Malaria causes a flu-like illness and these would include
  • fever
  • rigors
  • headaches
  • sweating
  • tiredness
  • myalgia (limbs and back)
  • abdominal pain
  • diarrhea
  • loss of appetite
  • orthostatic hypotension
  • nausea
  • slight jaundice
  • cough
  • enlarged liver and spleen (sometimes not palpable)
  • vomiting

Symptoms of malaria infection are not always dramatic, and can easily be dismissed as unimportant. Should the infection not be attended to deterioration is normally sudden and drastic as the parasites rapidly increase in the blood stream. In its severest forms malaria can cause seizures, coma, fluid buildup in the lungs, kidney failure, and death.

About 350 million to 500 million cases of malaria occur worldwide every year.
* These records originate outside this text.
//! Property-based roundtrip and framing tests for the wire codec.
//!
//! Proptest drives arbitrary messages through encode/decode and arbitrary
//! byte soup through decode, checking:
//!
//! - every well-formed message roundtrips identically;
//! - frames self-delimit: concatenations decode message by message with
//!   exact consumed counts;
//! - any truncated prefix reads as incomplete, never as an error;
//! - arbitrary input never panics the decoder.

use std::collections::BTreeMap;

use bytes::Bytes;
use proptest::prelude::*;

use asterisque::{Block, Close, Control, Decoded, Message, Open, SyncSession, decode, encode};

fn arb_open() -> impl Strategy<Value = Message> {
    (
        any::<u16>(),
        any::<i8>(),
        "[a-z][a-z0-9.-]{0,24}",
        any::<u16>(),
        prop::collection::vec(any::<u8>(), 0..512),
    )
        .prop_map(|(pipe_id, priority, service_id, function_id, params)| {
            Message::Open(Open {
                pipe_id,
                priority,
                service_id,
                function_id,
                params: Bytes::from(params),
            })
        })
}

fn arb_close() -> impl Strategy<Value = Message> {
    (
        any::<u16>(),
        any::<i8>(),
        prop::collection::vec(any::<u8>(), 0..512),
    )
        .prop_map(|(pipe_id, code, result)| {
            Message::Close(Close {
                pipe_id,
                code,
                result: Bytes::from(result),
            })
        })
}

fn arb_block() -> impl Strategy<Value = Message> {
    (
        any::<u16>(),
        any::<bool>(),
        0u8..=0x7F,
        prop::collection::vec(any::<u8>(), 0..2048),
    )
        .prop_map(|(pipe_id, eof, loss, payload)| {
            Message::Block(Block {
                pipe_id,
                eof,
                loss,
                payload: Bytes::from(payload),
            })
        })
}

fn arb_control() -> impl Strategy<Value = Message> {
    let sync = (
        any::<u32>(),
        any::<i64>(),
        prop::collection::btree_map("[a-z.]{1,12}", "[a-zA-Z0-9]{0,16}", 0..5),
    )
        .prop_map(|(version, utc_time, config)| {
            Message::Control(Control::SyncSession(SyncSession {
                version,
                utc_time,
                config: config.into_iter().collect::<BTreeMap<_, _>>(),
            }))
        });
    prop_oneof![sync, Just(Message::Control(Control::SessionClose))]
}

fn arb_message() -> impl Strategy<Value = Message> {
    prop_oneof![arb_open(), arb_close(), arb_block(), arb_control()]
}

proptest! {
    /// Any well-formed message roundtrips identically, consuming exactly
    /// its own frame.
    #[test]
    fn message_roundtrips(message in arb_message()) {
        let frame = encode(&message).unwrap();
        match decode(&frame).unwrap() {
            Decoded::Frame { message: back, consumed } => {
                prop_assert_eq!(back, message);
                prop_assert_eq!(consumed, frame.len());
            }
            Decoded::Incomplete => prop_assert!(false, "complete frame read as incomplete"),
        }
    }

    /// Encoding is deterministic.
    #[test]
    fn encoding_is_deterministic(message in arb_message()) {
        prop_assert_eq!(encode(&message).unwrap(), encode(&message).unwrap());
    }

    /// Concatenated frames decode one by one with exact consumed counts,
    /// regardless of the trailing bytes.
    #[test]
    fn frames_self_delimit(
        first in arb_message(),
        second in arb_message(),
        tail in prop::collection::vec(any::<u8>(), 0..64),
    ) {
        let first_frame = encode(&first).unwrap();
        let second_frame = encode(&second).unwrap();

        let mut buf = Vec::new();
        buf.extend_from_slice(&first_frame);
        buf.extend_from_slice(&second_frame);
        buf.extend_from_slice(&tail);

        match decode(&buf).unwrap() {
            Decoded::Frame { message, consumed } => {
                prop_assert_eq!(message, first);
                prop_assert_eq!(consumed, first_frame.len());
            }
            Decoded::Incomplete => prop_assert!(false, "first frame incomplete"),
        }

        match decode(&buf[first_frame.len()..]).unwrap() {
            Decoded::Frame { message, consumed } => {
                prop_assert_eq!(message, second);
                prop_assert_eq!(consumed, second_frame.len());
            }
            Decoded::Incomplete => prop_assert!(false, "second frame incomplete"),
        }
    }

    /// A truncated prefix is a signal to accumulate more bytes, never an
    /// error.
    #[test]
    fn truncated_prefixes_are_incomplete(message in arb_message(), cut in 0.0f64..1.0) {
        let frame = encode(&message).unwrap();
        let cut = ((frame.len() as f64) * cut) as usize;
        prop_assume!(cut < frame.len());
        prop_assert_eq!(decode(&frame[..cut]).unwrap(), Decoded::Incomplete);
    }

    /// The decoder never panics, whatever the input.
    #[test]
    fn decoder_never_panics(bytes in prop::collection::vec(any::<u8>(), 0..512)) {
        let _ = decode(&bytes);
    }

    /// Corrupting a frame body never yields a different valid message
    /// silently panicking; it either still parses or reports an error.
    #[test]
    fn bit_flips_do_not_panic(message in arb_message(), index in any::<prop::sample::Index>(), bit in 0u8..8) {
        let mut frame = encode(&message).unwrap().to_vec();
        let position = index.index(frame.len());
        frame[position] ^= 1 << bit;
        let _ = decode(&frame);
    }
}
//! Process-wide service registry and session binding.
//!
//! The dispatcher owns the `service_id -> Service` registry shared by all
//! sessions it binds, and tracks live sessions by id. Credential policy
//! hooks in before [`Dispatcher::bind_wire`] hands a wire over; the
//! dispatcher itself only routes.

use std::collections::HashMap;
use std::sync::Arc;

use parking_lot::{Mutex, RwLock};

use crate::error::SessionError;
use crate::service::Service;
use crate::session::{CloseHook, ServiceMap, Session, SessionOptions};
use crate::wire::Wire;

#[derive(Clone)]
pub struct Dispatcher {
    inner: Arc<DispatcherInner>,
}

struct DispatcherInner {
    services: ServiceMap,
    sessions: Mutex<HashMap<u64, Session>>,
}

impl Dispatcher {
    pub fn new() -> Dispatcher {
        Dispatcher {
            inner: Arc::new(DispatcherInner {
                services: Arc::new(RwLock::new(HashMap::new())),
                sessions: Mutex::new(HashMap::new()),
            }),
        }
    }

    /// Register a service under its id. Fails on a duplicate id.
    pub fn register(
        &self,
        service_id: impl Into<String>,
        service: Arc<dyn Service>,
    ) -> Result<(), SessionError> {
        let service_id = service_id.into();
        let mut services = self.inner.services.write();
        if services.contains_key(&service_id) {
            return Err(SessionError::ServiceAlreadyRegistered(service_id));
        }
        tracing::debug!(%service_id, "service registered");
        services.insert(service_id, service);
        Ok(())
    }

    /// Remove a service. Returns whether one was registered.
    pub fn unregister(&self, service_id: &str) -> bool {
        self.inner.services.write().remove(service_id).is_some()
    }

    pub fn service_count(&self) -> usize {
        self.inner.services.read().len()
    }

    pub fn service_ids(&self) -> Vec<String> {
        self.inner.services.read().keys().cloned().collect()
    }

    /// Run the handshake on a freshly bound wire and install the resulting
    /// session. The session removes itself when it closes.
    pub async fn bind_wire(
        &self,
        wire: Wire,
        options: SessionOptions,
    ) -> Result<Session, SessionError> {
        let weak = Arc::downgrade(&self.inner);
        let hook: CloseHook = Box::new(move |session_id| {
            if let Some(inner) = weak.upgrade() {
                inner.sessions.lock().remove(&session_id);
            }
        });

        let session =
            Session::handshake(wire, self.inner.services.clone(), options, Some(hook)).await?;
        self.inner
            .sessions
            .lock()
            .insert(session.id(), session.clone());
        if session.is_closed() {
            // Lost the race against an immediate close; the hook already ran.
            self.inner.sessions.lock().remove(&session.id());
        }
        tracing::debug!(session_id = session.id(), "session installed");
        Ok(session)
    }

    pub fn session(&self, session_id: u64) -> Option<Session> {
        self.inner.sessions.lock().get(&session_id).cloned()
    }

    pub fn session_count(&self) -> usize {
        self.inner.sessions.lock().len()
    }
}

impl Default for Dispatcher {
    fn default() -> Self {
        Self::new()
    }
}

impl std::fmt::Debug for Dispatcher {
    fn fmt(&self, f: &mut std::fmt::Formatter<'_>) -> std::fmt::Result {
        f.debug_struct("Dispatcher")
            .field("services", &self.service_count())
            .field("sessions", &self.session_count())
            .finish()
    }
}

#[cfg(test)]
mod tests {
    use super::*;
    use crate::message::Abort;
    use crate::service::CallContext;
    use crate::transport::Transport;
    use crate::wire::WireOptions;
    use bytes::Bytes;
    use futures::future::BoxFuture;
    use std::time::Duration;

    struct Echo;

    impl Service for Echo {
        fn invoke(&self, call: CallContext) -> BoxFuture<'static, Result<Bytes, Abort>> {
            Box::pin(async move { Ok(call.params().clone()) })
        }
    }

    #[test]
    fn duplicate_registration_fails() {
        let dispatcher = Dispatcher::new();
        dispatcher.register("echo", Arc::new(Echo)).unwrap();
        assert!(matches!(
            dispatcher.register("echo", Arc::new(Echo)),
            Err(SessionError::ServiceAlreadyRegistered(_))
        ));
        assert_eq!(dispatcher.service_count(), 1);
    }

    #[test]
    fn unregister_frees_the_id() {
        let dispatcher = Dispatcher::new();
        dispatcher.register("echo", Arc::new(Echo)).unwrap();
        assert!(dispatcher.unregister("echo"));
        assert!(!dispatcher.unregister("echo"));
        dispatcher.register("echo", Arc::new(Echo)).unwrap();
    }

    /// One dispatcher per peer, as in two separate processes.
    async fn bound_pair() -> (Dispatcher, Dispatcher, Session, Session) {
        let accepting = Dispatcher::new();
        let initiating = Dispatcher::new();
        accepting.register("echo", Arc::new(Echo)).unwrap();
        initiating.register("echo", Arc::new(Echo)).unwrap();

        let (ta, tb) = Transport::mem_pair();
        let wa = Wire::bind(ta, true, WireOptions::default());
        let wb = Wire::bind(tb, false, WireOptions::default());
        let (a, b) = tokio::join!(
            accepting.bind_wire(wa, SessionOptions::default()),
            initiating.bind_wire(wb, SessionOptions::default()),
        );
        (accepting, initiating, a.unwrap(), b.unwrap())
    }

    #[tokio::test]
    async fn bound_sessions_are_tracked_and_reaped() {
        let (accepting, initiating, a, _b) = bound_pair().await;
        assert_eq!(accepting.session_count(), 1);
        assert_eq!(initiating.session_count(), 1);
        assert!(accepting.session(a.id()).is_some());

        a.close(true).await;
        tokio::time::timeout(Duration::from_secs(1), async {
            while accepting.session_count() + initiating.session_count() > 0 {
                tokio::time::sleep(Duration::from_millis(5)).await;
            }
        })
        .await
        .expect("sessions were not reaped");
    }

    #[tokio::test]
    async fn calls_route_through_the_registry() {
        let (_accepting, _initiating, a, _b) = bound_pair().await;
        let call = a
            .open(0, "echo", 1, Bytes::from_static(b"ping"), false)
            .unwrap();
        assert_eq!(call.outcome().await.unwrap(), Bytes::from_static(b"ping"));
    }
}
//! Byte-stream transport over any tokio `AsyncRead + AsyncWrite` duplex.
//!
//! Frames are delimited by the codec's own header: a one-byte tag and a
//! little-endian `u16` total length. The reader returns whole frames,
//! header included, and distinguishes a clean EOF (before any header byte)
//! from a truncated frame.

use std::net::SocketAddr;
use std::sync::Arc;
use std::sync::atomic::{AtomicBool, Ordering};

use bytes::Bytes;
use tokio::io::{AsyncRead, AsyncReadExt, AsyncWrite, AsyncWriteExt};
use tokio::sync::Mutex as AsyncMutex;

use crate::codec::FRAME_HEADER_LEN;
use crate::error::TransportError;

#[derive(Clone)]
pub struct StreamTransport {
    inner: Arc<StreamInner>,
}

struct StreamInner {
    reader: AsyncMutex<Box<dyn AsyncRead + Unpin + Send + Sync>>,
    writer: AsyncMutex<Box<dyn AsyncWrite + Unpin + Send + Sync>>,
    closed: AtomicBool,
    local_addr: Option<SocketAddr>,
    peer_addr: Option<SocketAddr>,
}

impl StreamTransport {
    pub fn new<S>(stream: S) -> Self
    where
        S: AsyncRead + AsyncWrite + Unpin + Send + Sync + 'static,
    {
        let (reader, writer) = tokio::io::split(stream);
        Self::from_split(reader, writer)
    }

    /// Wrap a TCP socket, capturing its addresses.
    pub fn from_tcp(stream: tokio::net::TcpStream) -> Self {
        let local_addr = stream.local_addr().ok();
        let peer_addr = stream.peer_addr().ok();
        let (reader, writer) = tokio::io::split(stream);
        StreamTransport {
            inner: Arc::new(StreamInner {
                reader: AsyncMutex::new(Box::new(reader)),
                writer: AsyncMutex::new(Box::new(writer)),
                closed: AtomicBool::new(false),
                local_addr,
                peer_addr,
            }),
        }
    }

    /// Build from separate read and write halves, such as a split TCP
    /// connection or stdin/stdout.
    pub fn from_split<R, W>(reader: R, writer: W) -> Self
    where
        R: AsyncRead + Unpin + Send + Sync + 'static,
        W: AsyncWrite + Unpin + Send + Sync + 'static,
    {
        StreamTransport {
            inner: Arc::new(StreamInner {
                reader: AsyncMutex::new(Box::new(reader)),
                writer: AsyncMutex::new(Box::new(writer)),
                closed: AtomicBool::new(false),
                local_addr: None,
                peer_addr: None,
            }),
        }
    }

    pub fn pair() -> (Self, Self) {
        let (a, b) = tokio::io::duplex(65536);
        (Self::new(a), Self::new(b))
    }

    pub fn local_addr(&self) -> Option<SocketAddr> {
        self.inner.local_addr
    }

    pub fn peer_addr(&self) -> Option<SocketAddr> {
        self.inner.peer_addr
    }

    pub async fn send_frame(&self, frame: Bytes) -> Result<(), TransportError> {
        if self.is_closed() {
            return Err(TransportError::Closed);
        }
        let mut writer = self.inner.writer.lock().await;
        writer.write_all(&frame).await?;
        writer.flush().await?;
        Ok(())
    }

    pub async fn recv_frame(&self) -> Result<Bytes, TransportError> {
        if self.is_closed() {
            return Err(TransportError::Closed);
        }
        let mut reader = self.inner.reader.lock().await;

        let mut header = [0u8; FRAME_HEADER_LEN];
        match reader.read_exact(&mut header[..1]).await {
            Ok(_) => {}
            Err(e) if e.kind() == std::io::ErrorKind::UnexpectedEof => {
                // Stream ended between frames: clean close.
                return Err(TransportError::Closed);
            }
            Err(e) => return Err(e.into()),
        }
        reader
            .read_exact(&mut header[1..])
            .await
            .map_err(truncated)?;

        let total = u16::from_le_bytes([header[1], header[2]]) as usize;
        if total < FRAME_HEADER_LEN {
            return Err(TransportError::Malformed(format!(
                "frame length {} below header size",
                total
            )));
        }

        let mut frame = vec![0u8; total];
        frame[..FRAME_HEADER_LEN].copy_from_slice(&header);
        reader
            .read_exact(&mut frame[FRAME_HEADER_LEN..])
            .await
            .map_err(truncated)?;
        Ok(Bytes::from(frame))
    }

    pub fn close(&self) {
        self.inner.closed.store(true, Ordering::Release);
    }

    pub fn is_closed(&self) -> bool {
        self.inner.closed.load(Ordering::Acquire)
    }
}

fn truncated(err: std::io::Error) -> TransportError {
    if err.kind() == std::io::ErrorKind::UnexpectedEof {
        TransportError::Malformed("stream ended inside a frame".to_string())
    } else {
        TransportError::Io(err)
    }
}

impl std::fmt::Debug for StreamTransport {
    fn fmt(&self, f: &mut std::fmt::Formatter<'_>) -> std::fmt::Result {
        f.debug_struct("StreamTransport")
            .field("closed", &self.is_closed())
            .finish_non_exhaustive()
    }
}

#[cfg(test)]
mod tests {
    use super::*;
    use crate::codec;
    use crate::message::{Control, Message};

    #[tokio::test]
    async fn frame_roundtrip_over_duplex() {
        let (a, b) = StreamTransport::pair();
        let frame = codec::encode(&Message::Control(Control::SessionClose)).unwrap();
        a.send_frame(frame.clone()).await.unwrap();
        assert_eq!(b.recv_frame().await.unwrap(), frame);
    }

    #[tokio::test]
    async fn back_to_back_frames_are_delimited() {
        let (a, b) = StreamTransport::pair();
        let frame = codec::encode(&Message::Control(Control::SessionClose)).unwrap();
        a.send_frame(frame.clone()).await.unwrap();
        a.send_frame(frame.clone()).await.unwrap();
        assert_eq!(b.recv_frame().await.unwrap(), frame);
        assert_eq!(b.recv_frame().await.unwrap(), frame);
    }

    #[tokio::test]
    async fn clean_eof_reports_closed() {
        let (a, b) = StreamTransport::pair();
        drop(a);
        assert!(matches!(b.recv_frame().await, Err(TransportError::Closed)));
    }

    #[tokio::test]
    async fn eof_inside_a_frame_is_malformed() {
        let (mut client, server) = tokio::io::duplex(64);
        // A header announcing 10 bytes, then EOF.
        client.write_all(&[b'(', 10, 0, 1, 2]).await.unwrap();
        client.shutdown().await.unwrap();
        drop(client);

        let transport = StreamTransport::new(server);
        assert!(matches!(
            transport.recv_frame().await,
            Err(TransportError::Malformed(_))
        ));
    }

    #[tokio::test]
    async fn closed_flag_fails_operations() {
        let (a, _b) = StreamTransport::pair();
        a.close();
        assert!(matches!(
            a.send_frame(Bytes::new()).await,
            Err(TransportError::Closed)
        ));
        assert!(matches!(a.recv_frame().await, Err(TransportError::Closed)));
    }
}
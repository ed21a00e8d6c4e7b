//! Session: the logical RPC association over one wire.
//!
//! A session owns one [`Wire`] and one [`PipeSpace`]. Right after binding,
//! both peers exchange `SyncSession`; the first inbound message of a
//! session MUST be one, anything else is a protocol violation that closes
//! the wire. Once running, a dispatcher loop routes every inbound message
//! to its pipe, spawning a service invocation for each `Open`.
//!
//! Graceful close runs in a fixed order: abort every live pipe, emit
//! `Control(SessionClose)`, close the outbound queue and let the write
//! pump drain it, then the wire goes down.

use std::collections::{BTreeMap, HashMap};
use std::panic::AssertUnwindSafe;
use std::sync::Arc;
use std::sync::atomic::{AtomicBool, Ordering};
use std::time::{Duration, SystemTime, UNIX_EPOCH};

use bytes::Bytes;
use futures::FutureExt;
use parking_lot::{Mutex, RwLock};
use tokio::sync::oneshot;

use crate::error::{HandshakeError, ProtocolError, SessionError};
use crate::message::{
    Abort, Block, Close, Control, Message, Open, PROTOCOL_VERSION, SyncSession,
};
use crate::pipe::{DEFAULT_BLOCK_QUEUE_LIMIT, PipeHandle};
use crate::service::{CallContext, Service};
use crate::space::PipeSpace;
use crate::wire::{Wire, WireListener};

pub(crate) type ServiceMap = Arc<RwLock<HashMap<String, Arc<dyn Service>>>>;
pub(crate) type CloseHook = Box<dyn FnOnce(u64) + Send>;

/// Session construction parameters.
#[derive(Clone)]
pub struct SessionOptions {
    /// Protocol version advertised in SyncSession. Peers with a different
    /// major (high 16 bits) are rejected.
    pub version: u32,
    /// Free-form key/value pairs advertised in SyncSession.
    pub config: BTreeMap<String, String>,
    /// Cooperative limit for each stream-enabled pipe's block queue.
    pub block_queue_limit: usize,
    /// How long to wait for the peer's SyncSession.
    pub handshake_timeout: Duration,
}

impl Default for SessionOptions {
    fn default() -> Self {
        SessionOptions {
            version: PROTOCOL_VERSION,
            config: BTreeMap::new(),
            block_queue_limit: DEFAULT_BLOCK_QUEUE_LIMIT,
            handshake_timeout: Duration::from_secs(10),
        }
    }
}

#[derive(Clone)]
pub struct Session {
    inner: Arc<SessionInner>,
}

struct SessionInner {
    id: u64,
    wire: Wire,
    space: PipeSpace,
    services: ServiceMap,
    block_queue_limit: usize,
    remote_sync: SyncSession,
    closed: AtomicBool,
    on_close: Mutex<Option<CloseHook>>,
}

impl Session {
    /// Exchange SyncSession over a freshly bound wire and start the
    /// dispatcher loop.
    pub(crate) async fn handshake(
        wire: Wire,
        services: ServiceMap,
        options: SessionOptions,
        on_close: Option<CloseHook>,
    ) -> Result<Session, SessionError> {
        let primary = wire.is_primary();
        let local_id: u64 = rand::random();

        let mut config = options.config.clone();
        if primary {
            config.insert(
                SyncSession::SESSION_ID_KEY.to_string(),
                format!("{:x}", local_id),
            );
        }
        let sync = SyncSession::new(options.version, now_millis(), config);
        wire.outbound()
            .offer(Message::Control(Control::SyncSession(sync)))
            .map_err(|_| SessionError::Handshake(HandshakeError::WireClosed))?;

        let remote_sync = match wire.inbound().poll(Some(options.handshake_timeout)).await {
            Some(Message::Control(Control::SyncSession(sync))) => sync,
            Some(other) => {
                tracing::warn!(pipe_id = other.pipe_id(), "handshake violation");
                wire.close();
                return Err(HandshakeError::Protocol(ProtocolError::HandshakeExpected).into());
            }
            None => {
                wire.close();
                return Err(HandshakeError::WireClosed.into());
            }
        };

        if remote_sync.version >> 16 != options.version >> 16 {
            wire.close();
            return Err(HandshakeError::VersionMismatch {
                local: options.version,
                remote: remote_sync.version,
            }
            .into());
        }

        // The accepting peer assigns the session id; the initiator adopts
        // the advertised one.
        let id = if primary {
            local_id
        } else {
            remote_sync.session_id().unwrap_or(local_id)
        };

        tracing::debug!(
            session_id = id,
            primary,
            remote_version = remote_sync.version,
            "session running"
        );

        let session = Session {
            inner: Arc::new(SessionInner {
                id,
                wire,
                space: PipeSpace::new(primary),
                services,
                block_queue_limit: options.block_queue_limit,
                remote_sync,
                closed: AtomicBool::new(false),
                on_close: Mutex::new(on_close),
            }),
        };
        tokio::spawn(dispatch_loop(session.clone()));
        Ok(session)
    }

    pub fn id(&self) -> u64 {
        self.inner.id
    }

    /// Whether this side accepted the transport.
    pub fn is_primary(&self) -> bool {
        self.inner.wire.is_primary()
    }

    pub fn wire(&self) -> &Wire {
        &self.inner.wire
    }

    /// Configuration the peer advertised during the handshake.
    pub fn remote_config(&self) -> &BTreeMap<String, String> {
        &self.inner.remote_sync.config
    }

    pub fn remote_version(&self) -> u32 {
        self.inner.remote_sync.version
    }

    /// Peer's wall clock at handshake time, for diagnostics.
    pub fn remote_utc_time(&self) -> i64 {
        self.inner.remote_sync.utc_time
    }

    /// Live pipes on this session.
    pub fn pipe_count(&self) -> usize {
        self.inner.space.len()
    }

    pub fn is_closed(&self) -> bool {
        self.inner.closed.load(Ordering::Acquire)
    }

    /// Initiate a call. The returned handle resolves exactly once with the
    /// remote result, a remote abort, or a local abort on transport loss.
    pub fn open(
        &self,
        priority: i8,
        service_id: &str,
        function_id: u16,
        params: Bytes,
        stream_enabled: bool,
    ) -> Result<PipeHandle, SessionError> {
        if self.is_closed() {
            return Err(SessionError::Closed);
        }
        let (pipe, outcome) = self.inner.space.create_local(
            priority,
            service_id,
            function_id,
            stream_enabled,
            self.inner.block_queue_limit,
            self.inner.wire.poster(),
        )?;
        if let Err(err) = pipe.emit_open(params) {
            pipe.transport_lost();
            return Err(err);
        }
        tracing::trace!(
            session_id = self.inner.id,
            pipe_id = pipe.id(),
            service_id,
            function_id,
            "pipe opened"
        );
        Ok(PipeHandle::new(pipe, outcome))
    }

    /// Close the session and wait for the wire to go down. With `graceful`
    /// every live pipe is aborted with SessionClosing and the peer receives
    /// `Control(SessionClose)` after those per-pipe closes; without it the
    /// wire is torn down immediately.
    pub async fn close(&self, graceful: bool) {
        self.shutdown(graceful);
        wait_for_wire_close(&self.inner.wire).await;
    }

    fn shutdown(&self, graceful: bool) {
        if self.inner.closed.swap(true, Ordering::AcqRel) {
            return;
        }
        tracing::debug!(session_id = self.inner.id, graceful, "session closing");
        if graceful {
            self.inner.space.close(true);
            let _ = self
                .inner
                .wire
                .outbound()
                .offer(Message::Control(Control::SessionClose));
            // The write pump drains what is queued, then closes the wire.
            self.inner.wire.outbound().close();
        } else {
            self.inner.space.close(false);
            self.inner.wire.close();
        }
        if let Some(hook) = self.inner.on_close.lock().take() {
            hook(self.inner.id);
        }
    }

    fn handle_open(&self, open: Open) {
        let poster = self.inner.wire.poster();
        if self.inner.space.is_closed() {
            let _ = poster.post(Message::Close(Close::with_abort(
                open.pipe_id,
                &Abort::session_closing(),
            )));
            return;
        }

        let service = self.inner.services.read().get(&open.service_id).cloned();
        let stream_enabled = service
            .as_ref()
            .map(|service| service.accepts_blocks(open.function_id))
            .unwrap_or(false);

        let pipe = match self.inner.space.create_from_open(
            &open,
            stream_enabled,
            self.inner.block_queue_limit,
            poster.clone(),
        ) {
            Ok(pipe) => pipe,
            Err(err) => {
                // Per-pipe violation: answer with an abort, session stays up.
                tracing::warn!(pipe_id = open.pipe_id, %err, "rejecting open");
                let _ = poster.post(Message::Close(Close::with_abort(
                    open.pipe_id,
                    &Abort::unexpected(err.to_string()),
                )));
                return;
            }
        };

        let Some(service) = service else {
            pipe.close_with_abort(Abort::service_undefined(&open.service_id));
            return;
        };

        let call = CallContext::new(self.inner.id, pipe.clone(), open.params);
        let invocation = service.invoke(call);
        tokio::spawn(async move {
            match AssertUnwindSafe(invocation).catch_unwind().await {
                Ok(Ok(result)) => pipe.close_with_result(result),
                Ok(Err(abort)) => pipe.close_with_abort(abort),
                Err(_) => pipe.close_with_abort(Abort::unexpected("internal error")),
            }
        });
    }

    fn handle_close(&self, close: Close) {
        match self.inner.space.get(close.pipe_id) {
            Some(pipe) => pipe.remote_close(close),
            // Close races against local termination are normal.
            None => tracing::trace!(pipe_id = close.pipe_id, "close for unknown pipe"),
        }
    }

    fn handle_block(&self, block: Block) {
        match self.inner.space.get(block.pipe_id) {
            Some(pipe) => pipe.remote_block(block),
            // Blocks racing a terminal close are normal; only a block for a
            // pipe that never lived here is answered with an abort.
            None if self.inner.space.was_recently_closed(block.pipe_id) => {
                tracing::trace!(pipe_id = block.pipe_id, "block for closed pipe dropped");
            }
            None => {
                let _ = self.inner.wire.poster().post(Message::Close(Close::with_abort(
                    block.pipe_id,
                    &Abort::destination_unreachable(block.pipe_id),
                )));
            }
        }
    }
}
About one million are fatal, with children in sub-Saharan Africa accounting for most of the deaths. Other high-risk areas include Central and South America, India, and the Middle East.

It is possible, but not very general, to develop a relapsing type of malaria months for even years after being infected by malaria even if anti-malarial drugs were taken.


Malaria is treated with a variety of drugs, some of which kill the parasites once they're in the blood and others that prevent infection in the first place. Of course, if you can avoid the parasite-carrying mosquitoes, you can avoid malaria, so the disease is often controlled using mosquito repellent and bed netting, especially in poor countries that cannot afford medications.